A cryptocurrency is a payment system based on cryptography. Each unit of a cryptocurrency is only created after a certain cryptographic calculation, based on several possible algorithms.
To understand cryptocurrency, one needs to understand the usual money we spend- fiat currency. Fiat is Latin for “let it be”- so fiat currency is a payment means that is based on an agreement. We all agree that a dollar has value.
Before fiat currency, paper money was backed by a gold standard. But decades ago, the gold standard was removed and so the modern economy has an unlimited supply of fiat currencies. Central banks serve to put the brakes on an unlimited creation of money. Still, a central bank merely writes a certain sum into a central ledger and the money is brought into existence.
For a cryptocurrency, there is no such process. Each unit of the currency is created as a result of computation. In the case of Bitcoin, the computation of one block of transactions creates 25 brand-new Bitcoin every 10 minutes. But there is no central authority that issues the coins- they can be created by any miner across the globe. The coins have no physical representation, but they become a means of exchange for users of Bitcoin.
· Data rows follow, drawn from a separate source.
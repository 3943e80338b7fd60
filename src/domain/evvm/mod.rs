//! EVVM core: payments, batches, the faucet and instance discovery.
//!
//! Payments are the only EVVM calls with off-chain signatures. The faucet
//! (`addBalance`) and `setEvvmID` are plain transactions signed by the wallet.

pub mod abi;
pub mod client;

use alloy_primitives::{Address, U256};
use serde::{Deserialize, Serialize};

use crate::error::{SdkError, SdkResult};
use crate::payment::{DispersePayment, SignablePayment};
use crate::shared::{require_address, Recipient, PRINCIPAL_TOKEN, ZERO_ADDRESS};
use abi::{IEvvm, PayData};

// ─── Transfer ────────────────────────────────────────────────────────────────

/// What a plain payment moves. The nonce comes from [`PaymentTerms`].
///
/// [`PaymentTerms`]: crate::payment::PaymentTerms
#[derive(Debug, Clone, PartialEq, Eq, Serialize, Deserialize)]
pub struct Transfer {
    pub recipient: Recipient,
    pub token: Address,
    pub amount: U256,
    pub executor: Address,
}

impl Transfer {
    /// A principal-token transfer with no delegated executor.
    pub fn new(recipient: impl Into<Recipient>, amount: U256) -> Self {
        Self {
            recipient: recipient.into(),
            token: PRINCIPAL_TOKEN,
            amount,
            executor: ZERO_ADDRESS,
        }
    }

    pub fn token(mut self, token: Address) -> Self {
        self.token = token;
        self
    }

    /// Only `executor` may submit the signed payment.
    pub fn executor(mut self, executor: Address) -> Self {
        self.executor = executor;
        self
    }

    pub fn validate(&self) -> SdkResult<()> {
        self.recipient.validate()
    }
}

// ─── Call builders ───────────────────────────────────────────────────────────

/// `pay(from, to_address, to_identity, token, amount, priorityFee, nonce, priority, executor, signature)`
pub fn pay_call(payment: &SignablePayment) -> SdkResult<IEvvm::payCall> {
    let p = &payment.params;
    p.validate()?;
    Ok(IEvvm::payCall {
        from: payment.from,
        to_address: p.recipient.to_address(),
        to_identity: p.recipient.to_identity().to_string(),
        token: p.token,
        amount: p.amount,
        priorityFee: p.priority_fee,
        nonce: p.nonce,
        priority: p.priority.flag(),
        executor: p.executor,
        signature: payment.signature_bytes()?,
    })
}

/// `dispersePay(from, toData, token, amount, priorityFee, nonce, priority, executor, signature)`
pub fn disperse_pay_call(payment: &DispersePayment) -> SdkResult<IEvvm::dispersePayCall> {
    payment.validate()?;
    Ok(IEvvm::dispersePayCall {
        from: payment.from,
        toData: payment
            .recipients
            .iter()
            .map(|r| r.to_metadata())
            .collect(),
        token: payment.token,
        amount: payment.amount,
        priorityFee: payment.priority_fee,
        nonce: payment.nonce,
        priority: payment.priority.flag(),
        executor: payment.executor,
        signature: payment.signature_bytes()?,
    })
}

/// One `payMultiple` entry.
pub fn pay_data(payment: &SignablePayment) -> SdkResult<PayData> {
    let call = pay_call(payment)?;
    Ok(PayData {
        from: call.from,
        to_address: call.to_address,
        to_identity: call.to_identity,
        token: call.token,
        amount: call.amount,
        priorityFee: call.priorityFee,
        nonce: call.nonce,
        priority: call.priority,
        executor: call.executor,
        signature: call.signature,
    })
}

/// `payMultiple(PayData[])`. Each payment keeps its own sender and signature.
pub fn pay_multiple_call(payments: &[SignablePayment]) -> SdkResult<IEvvm::payMultipleCall> {
    if payments.is_empty() {
        return Err(SdkError::Validation(
            "payMultiple needs at least one payment".to_string(),
        ));
    }
    let data = payments.iter().map(pay_data).collect::<SdkResult<Vec<_>>>()?;
    Ok(IEvvm::payMultipleCall { payData: data })
}

// ─── Faucet ──────────────────────────────────────────────────────────────────

/// Test-net faucet credit.
#[derive(Debug, Clone, PartialEq, Eq, Serialize, Deserialize)]
pub struct FaucetRequest {
    pub user: Address,
    pub token: Address,
    pub quantity: U256,
}

impl FaucetRequest {
    pub fn validate(&self) -> SdkResult<()> {
        require_address("faucet user", &self.user)?;
        if self.quantity.is_zero() {
            return Err(SdkError::Validation("faucet quantity must be positive".to_string()));
        }
        Ok(())
    }

    pub fn to_call(&self) -> SdkResult<IEvvm::addBalanceCall> {
        self.validate()?;
        Ok(IEvvm::addBalanceCall {
            user: self.user,
            token: self.token,
            quantity: self.quantity,
        })
    }
}

/// Outcome of a `payMultiple` simulation.
#[derive(Debug, Clone, PartialEq, Eq)]
pub struct BatchOutcome {
    pub successful: U256,
    pub failed: U256,
    pub results: Vec<bool>,
}

#[cfg(test)]
mod tests {
    use super::*;
    use crate::payment::{DisperseRecipient, PaymentParams};
    use crate::shared::{Priority, Recipient, PRINCIPAL_TOKEN, ZERO_ADDRESS};
    use crate::signer::LocalSigner;
    use alloy_primitives::address;
    use alloy_sol_types::SolCall;

    fn signed(signer: &LocalSigner, recipient: Recipient) -> SignablePayment {
        let params = PaymentParams::builder()
            .recipient(recipient)
            .amount(U256::from(10u64))
            .nonce(U256::from(3u64))
            .priority(Priority::Async)
            .build()
            .unwrap();
        let mut payment = SignablePayment::new(signer.address(), U256::from(1074u64), params);
        payment.sign_local(signer).unwrap();
        payment
    }

    #[test]
    fn test_pay_call_argument_order() {
        let signer = LocalSigner::random();
        let payment = signed(&signer, Recipient::Identity("alice".to_string()));
        let call = pay_call(&payment).unwrap();

        assert_eq!(call.from, signer.address());
        assert_eq!(call.to_address, ZERO_ADDRESS);
        assert_eq!(call.to_identity, "alice");
        assert_eq!(call.token, PRINCIPAL_TOKEN);
        assert!(call.priority);
        assert_eq!(call.signature.len(), 65);

        let decoded = IEvvm::payCall::abi_decode(&call.abi_encode(), true).unwrap();
        assert_eq!(decoded.to_identity, "alice");
        assert_eq!(decoded.nonce, U256::from(3u64));
    }

    #[test]
    fn test_pay_call_requires_signature() {
        let signer = LocalSigner::random();
        let mut payment = signed(&signer, Recipient::Identity("alice".to_string()));
        payment.signature = None;
        assert!(pay_call(&payment).is_err());
    }

    #[test]
    fn test_pay_call_rejects_blank_recipient() {
        let signer = LocalSigner::random();
        let mut payment = signed(&signer, Recipient::Identity("alice".to_string()));
        payment.params.recipient = Recipient::Identity(String::new());
        assert!(matches!(pay_call(&payment), Err(SdkError::Validation(_))));

        payment.params.recipient = Recipient::Address(ZERO_ADDRESS);
        assert!(pay_call(&payment).is_err());
        assert!(pay_multiple_call(&[payment]).is_err());
    }

    #[test]
    fn test_pay_multiple_keeps_priority() {
        let a = LocalSigner::random();
        let b = LocalSigner::random();
        let call = pay_multiple_call(&[
            signed(&a, Recipient::Identity("alice".to_string())),
            signed(&b, Recipient::Address(address!("00000000000000000000000000000000000000aa"))),
        ])
        .unwrap();
        assert_eq!(call.payData.len(), 2);
        assert!(call.payData.iter().all(|d| d.priority));
        assert_eq!(call.payData[1].from, b.address());
        assert!(pay_multiple_call(&[]).is_err());
    }

    #[test]
    fn test_disperse_call_carries_recipients() {
        let signer = LocalSigner::random();
        let mut disperse = DispersePayment::new(
            signer.address(),
            U256::from(1u64),
            vec![
                DisperseRecipient::new(Recipient::Identity("bob".to_string()), U256::from(4u64)),
                DisperseRecipient::new(
                    address!("00000000000000000000000000000000000000bb"),
                    U256::from(6u64),
                ),
            ],
            PRINCIPAL_TOKEN,
            U256::ZERO,
            U256::from(9u64),
            Priority::Async,
        )
        .unwrap();
        disperse.sign_local(&signer).unwrap();

        let call = disperse_pay_call(&disperse).unwrap();
        assert_eq!(call.toData.len(), 2);
        assert_eq!(call.toData[0].to_identity, "bob");
        assert_eq!(call.amount, U256::from(10u64));
    }

    #[test]
    fn test_faucet_validation() {
        let ok = FaucetRequest {
            user: address!("00000000000000000000000000000000000000aa"),
            token: PRINCIPAL_TOKEN,
            quantity: U256::from(1u64),
        };
        assert!(ok.to_call().is_ok());

        let zero = FaucetRequest {
            quantity: U256::ZERO,
            ..ok.clone()
        };
        assert!(zero.to_call().is_err());

        let nobody = FaucetRequest {
            user: ZERO_ADDRESS,
            ..ok
        };
        assert!(nobody.to_call().is_err());
    }
}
Some cryptocurrencies are not mined, but are pre-mined, or created in one go. But their spending, sending and receiving also requires the performance of cryptographic tasks. The tasks that are performed require the guessing of a certain hash value. To do this, computers of varying power generate millions or even trillions of possible codes every second- and sometimes, stumble onto the correct one. Then, a new block of transactions is generated and all the movements of a coin are recorded.
And the record is distributed over the whole network of computers. There is no central authority that holds the ledger on cryptocurrency transactions. That is why cryptocurrencies are said to use a “distributed ledger” technology.
Initially, one may be confused that cryptocurrencies resemble “virtual money”, some sort of in-game tokens, a form of electronic air miles or a bonus program. This is far from the truth. While all bonus points, air miles and game tokens are kept in a centralized server, your coin balance is verified and kept on actual hard drives that belong to thousands of semi-anonymous entities across the globe. If one of those users suffer a technical failure, your record is still open.
So cryptocurrencies are also said to be decentralized- there are no server farms, no central authority. The computing power needed to keep a cryptocurrency alive is supplied voluntarily, usually for economic gains.
A cryptocurrency is also a market-tradable asset. Currently, enough exchanges and trading platforms are open worldwide, so you can sell your cryptocurrencies and receive fiat.
Last but not least, cryptocurrencies are not stored in a bank, but in a wallet. You own the wallet, and it is also protected by cryptography. Wallets are like your personal electronic bank vault- they are very secure, and there is no password recovery. Wallets have an address and you are solely responsible for sending and receiving funds. Transactions in cryptocurrencies cannot be rolled back- once the money is sent, it is gone.
And those are cryptocurrencies in a nutshell- there are many more details, but the technology certainly challenges people’s idea of “what is money”.